╭──
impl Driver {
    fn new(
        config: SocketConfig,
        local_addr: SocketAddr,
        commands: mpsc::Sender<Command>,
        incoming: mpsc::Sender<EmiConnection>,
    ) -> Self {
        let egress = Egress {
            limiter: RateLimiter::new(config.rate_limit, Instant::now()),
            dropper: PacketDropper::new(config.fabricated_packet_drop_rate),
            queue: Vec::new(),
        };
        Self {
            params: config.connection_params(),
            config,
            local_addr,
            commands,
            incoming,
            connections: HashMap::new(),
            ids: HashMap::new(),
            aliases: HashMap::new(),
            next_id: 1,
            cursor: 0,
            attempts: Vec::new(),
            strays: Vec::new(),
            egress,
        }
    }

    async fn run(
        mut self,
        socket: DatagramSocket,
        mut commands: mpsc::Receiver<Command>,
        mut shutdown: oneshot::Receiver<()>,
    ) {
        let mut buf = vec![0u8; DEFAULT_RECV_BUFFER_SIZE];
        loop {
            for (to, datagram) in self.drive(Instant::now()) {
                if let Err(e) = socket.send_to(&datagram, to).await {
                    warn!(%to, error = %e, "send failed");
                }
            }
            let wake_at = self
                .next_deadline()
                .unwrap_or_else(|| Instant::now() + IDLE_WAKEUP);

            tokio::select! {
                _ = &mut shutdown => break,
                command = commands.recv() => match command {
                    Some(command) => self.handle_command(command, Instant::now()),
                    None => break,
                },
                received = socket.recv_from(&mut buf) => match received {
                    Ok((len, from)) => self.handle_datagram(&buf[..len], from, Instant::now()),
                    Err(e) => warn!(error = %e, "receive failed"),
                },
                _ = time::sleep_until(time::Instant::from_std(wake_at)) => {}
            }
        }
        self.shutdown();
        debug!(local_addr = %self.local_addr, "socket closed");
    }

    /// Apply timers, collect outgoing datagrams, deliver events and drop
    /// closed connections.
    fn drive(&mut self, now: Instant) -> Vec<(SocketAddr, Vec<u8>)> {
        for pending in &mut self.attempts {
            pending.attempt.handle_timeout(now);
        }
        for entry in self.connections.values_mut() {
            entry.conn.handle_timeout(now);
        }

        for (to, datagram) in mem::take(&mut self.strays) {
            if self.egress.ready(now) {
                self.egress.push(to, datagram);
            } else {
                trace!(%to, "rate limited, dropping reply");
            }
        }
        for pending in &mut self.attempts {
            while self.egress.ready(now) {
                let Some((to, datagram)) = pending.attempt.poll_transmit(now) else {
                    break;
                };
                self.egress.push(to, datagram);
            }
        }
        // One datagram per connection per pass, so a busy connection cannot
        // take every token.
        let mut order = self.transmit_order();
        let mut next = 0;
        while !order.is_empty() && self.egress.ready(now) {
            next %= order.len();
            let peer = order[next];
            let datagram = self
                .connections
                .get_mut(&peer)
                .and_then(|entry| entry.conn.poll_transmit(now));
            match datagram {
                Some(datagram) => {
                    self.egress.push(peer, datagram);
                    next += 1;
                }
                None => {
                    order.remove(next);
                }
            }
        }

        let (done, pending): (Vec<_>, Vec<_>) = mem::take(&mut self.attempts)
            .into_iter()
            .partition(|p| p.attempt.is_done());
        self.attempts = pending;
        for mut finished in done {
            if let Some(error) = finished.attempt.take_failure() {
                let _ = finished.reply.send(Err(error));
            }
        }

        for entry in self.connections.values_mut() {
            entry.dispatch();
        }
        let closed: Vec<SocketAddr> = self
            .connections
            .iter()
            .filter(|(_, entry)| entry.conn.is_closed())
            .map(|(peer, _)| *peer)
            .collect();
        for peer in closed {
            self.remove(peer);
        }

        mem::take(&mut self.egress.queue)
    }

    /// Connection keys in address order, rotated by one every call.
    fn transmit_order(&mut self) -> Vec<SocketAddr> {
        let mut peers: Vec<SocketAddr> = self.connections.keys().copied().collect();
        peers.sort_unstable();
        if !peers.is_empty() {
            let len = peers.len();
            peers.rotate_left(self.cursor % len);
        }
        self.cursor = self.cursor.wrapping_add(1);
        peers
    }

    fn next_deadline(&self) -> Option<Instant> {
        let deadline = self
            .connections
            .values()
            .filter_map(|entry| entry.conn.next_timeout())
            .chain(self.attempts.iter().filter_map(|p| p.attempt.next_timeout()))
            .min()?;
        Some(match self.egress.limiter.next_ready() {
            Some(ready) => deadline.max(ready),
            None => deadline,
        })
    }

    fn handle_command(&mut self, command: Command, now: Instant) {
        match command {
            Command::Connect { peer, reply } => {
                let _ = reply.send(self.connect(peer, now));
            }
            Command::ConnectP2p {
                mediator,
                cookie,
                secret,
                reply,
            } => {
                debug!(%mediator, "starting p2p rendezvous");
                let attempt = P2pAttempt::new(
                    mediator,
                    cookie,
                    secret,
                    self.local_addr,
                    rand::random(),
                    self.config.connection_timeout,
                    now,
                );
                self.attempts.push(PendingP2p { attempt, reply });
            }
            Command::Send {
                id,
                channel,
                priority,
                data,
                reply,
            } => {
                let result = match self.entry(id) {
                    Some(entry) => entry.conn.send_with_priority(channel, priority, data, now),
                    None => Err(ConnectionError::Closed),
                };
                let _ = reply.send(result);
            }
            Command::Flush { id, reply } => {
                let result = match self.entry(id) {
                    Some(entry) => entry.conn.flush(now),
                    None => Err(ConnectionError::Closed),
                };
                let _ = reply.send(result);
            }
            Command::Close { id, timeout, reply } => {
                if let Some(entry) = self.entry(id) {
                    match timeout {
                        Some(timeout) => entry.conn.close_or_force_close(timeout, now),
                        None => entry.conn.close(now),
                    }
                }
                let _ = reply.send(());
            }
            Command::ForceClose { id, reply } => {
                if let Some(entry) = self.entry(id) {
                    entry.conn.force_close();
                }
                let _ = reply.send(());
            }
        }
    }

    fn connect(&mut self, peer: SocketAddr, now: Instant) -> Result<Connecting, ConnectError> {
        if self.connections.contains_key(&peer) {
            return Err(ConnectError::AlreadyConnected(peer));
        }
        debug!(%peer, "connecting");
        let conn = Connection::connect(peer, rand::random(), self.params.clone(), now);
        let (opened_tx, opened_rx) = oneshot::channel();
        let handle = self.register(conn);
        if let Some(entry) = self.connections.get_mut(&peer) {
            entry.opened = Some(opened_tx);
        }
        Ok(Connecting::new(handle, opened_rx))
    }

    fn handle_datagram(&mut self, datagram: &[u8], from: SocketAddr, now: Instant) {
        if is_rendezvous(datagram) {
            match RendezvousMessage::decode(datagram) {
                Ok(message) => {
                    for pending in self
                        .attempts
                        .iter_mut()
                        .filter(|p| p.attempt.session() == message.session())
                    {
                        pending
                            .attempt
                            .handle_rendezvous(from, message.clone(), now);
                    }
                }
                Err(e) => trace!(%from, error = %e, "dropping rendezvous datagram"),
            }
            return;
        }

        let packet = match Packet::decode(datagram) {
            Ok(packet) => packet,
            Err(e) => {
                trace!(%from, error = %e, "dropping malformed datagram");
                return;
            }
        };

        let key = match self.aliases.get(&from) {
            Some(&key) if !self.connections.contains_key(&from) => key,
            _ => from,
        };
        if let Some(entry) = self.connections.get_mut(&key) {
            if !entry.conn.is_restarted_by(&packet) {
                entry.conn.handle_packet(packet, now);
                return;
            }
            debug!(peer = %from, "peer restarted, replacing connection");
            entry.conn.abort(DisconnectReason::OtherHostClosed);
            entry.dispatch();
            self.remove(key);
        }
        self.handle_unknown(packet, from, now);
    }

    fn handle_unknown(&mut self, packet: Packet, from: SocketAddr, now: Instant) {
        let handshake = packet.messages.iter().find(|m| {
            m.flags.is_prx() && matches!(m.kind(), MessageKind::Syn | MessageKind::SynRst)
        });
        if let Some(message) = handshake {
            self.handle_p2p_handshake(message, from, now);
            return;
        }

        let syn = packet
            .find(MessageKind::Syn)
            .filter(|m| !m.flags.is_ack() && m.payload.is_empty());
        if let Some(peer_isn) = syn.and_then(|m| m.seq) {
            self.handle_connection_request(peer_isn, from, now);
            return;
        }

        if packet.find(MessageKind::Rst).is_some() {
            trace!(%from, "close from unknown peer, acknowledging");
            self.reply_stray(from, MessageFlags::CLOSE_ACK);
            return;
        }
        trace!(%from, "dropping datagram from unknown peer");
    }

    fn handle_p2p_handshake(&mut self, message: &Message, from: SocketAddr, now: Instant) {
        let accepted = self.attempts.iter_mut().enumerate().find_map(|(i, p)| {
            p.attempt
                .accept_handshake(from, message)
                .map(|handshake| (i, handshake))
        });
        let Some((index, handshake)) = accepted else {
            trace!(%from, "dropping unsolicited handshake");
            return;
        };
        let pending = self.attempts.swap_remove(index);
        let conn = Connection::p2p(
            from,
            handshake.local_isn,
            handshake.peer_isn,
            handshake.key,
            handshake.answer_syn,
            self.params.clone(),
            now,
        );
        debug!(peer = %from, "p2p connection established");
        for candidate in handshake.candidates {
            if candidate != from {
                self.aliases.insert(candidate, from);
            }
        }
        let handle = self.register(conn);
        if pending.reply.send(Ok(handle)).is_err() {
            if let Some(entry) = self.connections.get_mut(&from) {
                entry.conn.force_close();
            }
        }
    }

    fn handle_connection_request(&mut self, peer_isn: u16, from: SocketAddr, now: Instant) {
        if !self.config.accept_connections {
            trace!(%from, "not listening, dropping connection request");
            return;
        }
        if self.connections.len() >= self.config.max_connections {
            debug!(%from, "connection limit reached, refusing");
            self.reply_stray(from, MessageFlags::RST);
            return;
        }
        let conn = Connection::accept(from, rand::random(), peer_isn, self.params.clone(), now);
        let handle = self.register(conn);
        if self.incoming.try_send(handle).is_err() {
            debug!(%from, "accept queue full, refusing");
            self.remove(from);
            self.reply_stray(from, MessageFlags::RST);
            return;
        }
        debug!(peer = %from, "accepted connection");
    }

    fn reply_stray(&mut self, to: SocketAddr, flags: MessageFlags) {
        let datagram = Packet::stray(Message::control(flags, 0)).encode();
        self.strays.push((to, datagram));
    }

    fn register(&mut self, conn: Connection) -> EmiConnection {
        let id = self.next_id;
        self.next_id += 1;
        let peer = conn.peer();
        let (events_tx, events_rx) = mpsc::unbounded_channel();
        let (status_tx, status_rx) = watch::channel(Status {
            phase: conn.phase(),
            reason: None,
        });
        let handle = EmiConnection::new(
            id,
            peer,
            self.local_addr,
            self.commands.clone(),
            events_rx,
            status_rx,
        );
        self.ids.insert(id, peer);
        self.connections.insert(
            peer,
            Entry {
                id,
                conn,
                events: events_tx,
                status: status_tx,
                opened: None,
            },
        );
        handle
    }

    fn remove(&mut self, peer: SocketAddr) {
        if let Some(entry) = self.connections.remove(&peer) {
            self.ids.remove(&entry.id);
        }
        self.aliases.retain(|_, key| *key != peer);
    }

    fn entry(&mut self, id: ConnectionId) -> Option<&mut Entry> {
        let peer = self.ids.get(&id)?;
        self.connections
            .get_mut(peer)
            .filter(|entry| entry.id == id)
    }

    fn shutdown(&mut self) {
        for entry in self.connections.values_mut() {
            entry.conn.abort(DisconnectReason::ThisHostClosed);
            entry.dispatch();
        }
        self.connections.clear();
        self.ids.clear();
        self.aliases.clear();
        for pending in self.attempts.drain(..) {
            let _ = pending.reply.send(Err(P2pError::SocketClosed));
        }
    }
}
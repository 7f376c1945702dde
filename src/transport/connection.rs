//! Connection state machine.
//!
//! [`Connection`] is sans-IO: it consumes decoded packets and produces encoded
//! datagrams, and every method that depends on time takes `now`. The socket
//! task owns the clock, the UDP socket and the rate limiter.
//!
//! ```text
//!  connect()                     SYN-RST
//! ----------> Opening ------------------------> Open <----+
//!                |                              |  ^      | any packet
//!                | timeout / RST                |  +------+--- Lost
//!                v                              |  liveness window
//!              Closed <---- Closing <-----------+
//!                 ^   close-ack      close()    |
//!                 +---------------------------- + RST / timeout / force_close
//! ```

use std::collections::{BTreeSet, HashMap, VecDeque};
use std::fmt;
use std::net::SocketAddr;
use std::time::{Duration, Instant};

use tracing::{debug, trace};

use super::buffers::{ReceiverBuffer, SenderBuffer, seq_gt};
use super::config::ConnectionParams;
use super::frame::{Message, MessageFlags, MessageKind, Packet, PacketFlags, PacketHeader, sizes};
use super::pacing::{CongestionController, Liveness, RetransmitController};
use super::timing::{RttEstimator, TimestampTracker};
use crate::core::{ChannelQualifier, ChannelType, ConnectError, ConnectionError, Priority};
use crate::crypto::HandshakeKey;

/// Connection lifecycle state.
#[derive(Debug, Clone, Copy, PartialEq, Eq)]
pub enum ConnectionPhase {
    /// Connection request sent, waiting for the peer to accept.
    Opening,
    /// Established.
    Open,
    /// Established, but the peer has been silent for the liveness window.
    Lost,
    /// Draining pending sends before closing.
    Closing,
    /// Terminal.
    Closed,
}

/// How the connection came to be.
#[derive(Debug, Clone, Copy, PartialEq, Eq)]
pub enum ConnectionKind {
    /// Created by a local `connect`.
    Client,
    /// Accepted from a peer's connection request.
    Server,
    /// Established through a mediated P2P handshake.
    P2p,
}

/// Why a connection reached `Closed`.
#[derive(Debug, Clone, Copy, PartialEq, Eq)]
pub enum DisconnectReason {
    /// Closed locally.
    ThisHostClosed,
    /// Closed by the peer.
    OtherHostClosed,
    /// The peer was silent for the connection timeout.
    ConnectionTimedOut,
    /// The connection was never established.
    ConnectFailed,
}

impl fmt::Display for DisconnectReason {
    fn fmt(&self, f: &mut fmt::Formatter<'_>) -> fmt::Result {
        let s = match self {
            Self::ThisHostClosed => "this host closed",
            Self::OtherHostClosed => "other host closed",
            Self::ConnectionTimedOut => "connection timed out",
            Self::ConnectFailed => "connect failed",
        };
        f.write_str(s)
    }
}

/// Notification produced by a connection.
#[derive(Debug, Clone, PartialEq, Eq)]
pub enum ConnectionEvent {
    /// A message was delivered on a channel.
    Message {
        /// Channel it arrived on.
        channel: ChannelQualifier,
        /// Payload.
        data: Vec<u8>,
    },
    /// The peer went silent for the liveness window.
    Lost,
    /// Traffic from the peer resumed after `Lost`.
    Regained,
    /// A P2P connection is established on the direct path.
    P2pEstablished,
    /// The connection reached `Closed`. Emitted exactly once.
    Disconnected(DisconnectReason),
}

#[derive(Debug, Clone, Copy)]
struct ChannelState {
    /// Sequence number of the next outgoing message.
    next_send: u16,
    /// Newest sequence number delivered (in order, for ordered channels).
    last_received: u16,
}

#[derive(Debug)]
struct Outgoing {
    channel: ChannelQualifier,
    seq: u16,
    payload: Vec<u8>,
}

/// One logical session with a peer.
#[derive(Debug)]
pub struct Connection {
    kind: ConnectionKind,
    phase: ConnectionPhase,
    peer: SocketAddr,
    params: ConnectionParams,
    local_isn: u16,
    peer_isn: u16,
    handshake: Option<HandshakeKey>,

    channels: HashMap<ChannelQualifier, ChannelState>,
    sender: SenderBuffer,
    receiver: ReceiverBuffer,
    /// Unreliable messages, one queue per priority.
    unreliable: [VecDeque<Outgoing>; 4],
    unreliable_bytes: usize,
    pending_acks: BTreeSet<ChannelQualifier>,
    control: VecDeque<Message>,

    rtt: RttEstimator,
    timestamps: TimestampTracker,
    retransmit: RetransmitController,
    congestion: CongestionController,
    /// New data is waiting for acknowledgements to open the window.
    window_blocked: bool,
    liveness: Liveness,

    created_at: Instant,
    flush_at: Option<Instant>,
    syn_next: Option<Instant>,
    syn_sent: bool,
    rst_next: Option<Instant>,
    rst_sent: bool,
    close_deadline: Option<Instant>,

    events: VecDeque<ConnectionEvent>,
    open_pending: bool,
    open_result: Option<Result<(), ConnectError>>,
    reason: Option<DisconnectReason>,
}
╰──
## [AIM OF THE EXERCISE]
Lines above that have "None": copy each of them.

## [TASK SOLUTION]
                    None => break,
                None => {
            None => deadline,
                    None => Err(ConnectionError::Closed),
                    None => Err(ConnectionError::Closed),
                        None => entry.conn.close(now),
            reason: None,
                opened: None,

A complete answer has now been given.